Das Gemeinsame Handlungsprogramm der Staatsministerien des Innern sowie für Umwelt und Landwirtschaft aus dem Jahr 2009 sah eine Verringerung der täglichen Neuinanspruchnahme durch Siedlungs- und Verkehrsflächen auf unter zwei Hektar bis zum Jahr 2020 vor. Dieses Ziel wurde aber weder im Landesentwicklungsplan noch im Landesverkehrsplan festgeschrieben. Sachsen schichtet immer noch ein Maximum an Fördergeldern in den Straßenneubau um. Allein mit EFRE-Mitteln sollen in der Förderperiode 2007-13 (abrechenbar bis 2015) für 618 Millionen Euro Straßen gebaut werden.

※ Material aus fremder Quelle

use serde::{Deserialize, Serialize};
use std::collections::HashMap;

/// Key used for the document id unless overridden during declaration.
pub const DEFAULT_ID_FIELD: &str = "id";

#[derive(Debug, Clone, Copy, PartialEq, Eq, Hash, Serialize, Deserialize)]
#[serde(rename_all = "lowercase")]
pub enum FieldType {
    Text,
    String,
    Integer,
    Double,
    Date,
    Facet,
}

/// Declared shape of a field. Only the `Text` variant can carry a tokenizer,
/// so a tokenizer on a non-text field is unrepresentable.
#[derive(Debug, Clone, PartialEq, Eq)]
pub enum FieldKind {
    Text { tokenizer: Option<String> },
    String,
    Integer,
    Double,
    Date,
    Facet,
}

impl FieldKind {
    pub fn field_type(&self) -> FieldType {
        match self {
            FieldKind::Text { .. } => FieldType::Text,
            FieldKind::String => FieldType::String,
            FieldKind::Integer => FieldType::Integer,
            FieldKind::Double => FieldType::Double,
            FieldKind::Date => FieldType::Date,
            FieldKind::Facet => FieldType::Facet,
        }
    }
}

/// A single declared document attribute.
#[derive(Debug, Clone, PartialEq, Eq)]
pub struct Field {
    pub key: String,
    pub kind: FieldKind,
    pub stored: bool,
}

impl Field {
    pub fn field_type(&self) -> FieldType {
        self.kind.field_type()
    }

    pub fn is_text(&self) -> bool {
        matches!(self.kind, FieldKind::Text { .. })
    }

    /// Explicit tokenizer, if one was declared. Always `None` for non-text
    /// fields; text fields without one fall back to the schema default.
    pub fn tokenizer(&self) -> Option<&str> {
        match &self.kind {
            FieldKind::Text { tokenizer } => tokenizer.as_deref(),
            _ => None,
        }
    }
}

/// Sealed field registry produced by [`Schema::build`] or loaded from a
/// schema file.
///
/// Declaration order is preserved: the per-type accessors and
/// [`Schema::field_tokenizers`] return fields in the order they were first
/// declared. Once built a schema is read-only and can be shared freely
/// across threads.
#[derive(Debug, Clone)]
pub struct Schema {
    pub(crate) default_tokenizer: String,
    pub(crate) id_field: String,
    pub(crate) entries: Vec<Field>,
    pub(crate) by_key: HashMap<String, usize>,
}

impl Schema {
    pub fn get(&self, key: &str) -> Option<&Field> {
        self.by_key.get(key).map(|&slot| &self.entries[slot])
    }

    /// Tokenizer to use when indexing or querying `key`: the field's explicit
    /// tokenizer if set, else the schema default. `None` for unknown keys and
    /// for non-text fields.
    pub fn tokenizer_for(&self, key: &str) -> Option<&str> {
        let field = self.get(key)?;
        if !field.is_text() {
            return None;
        }
        Some(field.tokenizer().unwrap_or(&self.default_tokenizer))
    }

    /// All fields, in declaration order.
    pub fn fields(&self) -> &[Field] {
        &self.entries
    }

    pub fn fields_of_type(&self, field_type: FieldType) -> Vec<&Field> {
        self.entries
            .iter()
            .filter(|f| f.field_type() == field_type)
            .collect()
    }

    pub fn text_fields(&self) -> Vec<&Field> {
        self.fields_of_type(FieldType::Text)
    }

    pub fn string_fields(&self) -> Vec<&Field> {
        self.fields_of_type(FieldType::String)
    }

    pub fn integer_fields(&self) -> Vec<&Field> {
        self.fields_of_type(FieldType::Integer)
    }

    pub fn double_fields(&self) -> Vec<&Field> {
        self.fields_of_type(FieldType::Double)
    }

    pub fn date_fields(&self) -> Vec<&Field> {
        self.fields_of_type(FieldType::Date)
    }

    pub fn facet_fields(&self) -> Vec<&Field> {
        self.fields_of_type(FieldType::Facet)
    }

    /// Explicit tokenizers of text fields, in declaration order. Fields
    /// falling back to the default tokenizer are skipped.
    pub fn field_tokenizers(&self) -> Vec<&str> {
        self.entries.iter().filter_map(|f| f.tokenizer()).collect()
    }

    pub fn default_tokenizer(&self) -> &str {
        &self.default_tokenizer
    }

    /// Key of the field acting as the document's unique id. Not required to
    /// name a declared field.
    pub fn id_field(&self) -> &str {
        &self.id_field
    }
}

“Der Staatsregierung fehlt es an Problembewusstsein. 2009 haben sich Innen- sowie Umwelt und Landwirtschaftsministerium in einem gemeinsamen Handlungsprogramm verpflichtet, die Flächeninanspruchnahme bis 2020 auf unter zwei Hektar pro Tag zu reduzieren. Konkrete Programme, wie das erreicht werden soll, sind aber weder im Doppelhaushalt noch im Landesentwicklungsplan oder im Landesverkehrsplan zu finden. Auch im aktuellen Landesumweltbericht Sachsen 2012 sucht man vergeblich nach konkreten Aussagen. Dort wird nur hilflos auf den Landesentwicklungsbericht 2010 verwiesen. Darüber hinaus wurde das Geld für Brachflächenrevitalisierung auf von 9,8 Millionen Euro (2011) auf 5 Millionen Euro (2014) halbiert. Nötig ist nicht die Kürzung, sondern der Ausbau der Förderung”, fordert Kallenbach.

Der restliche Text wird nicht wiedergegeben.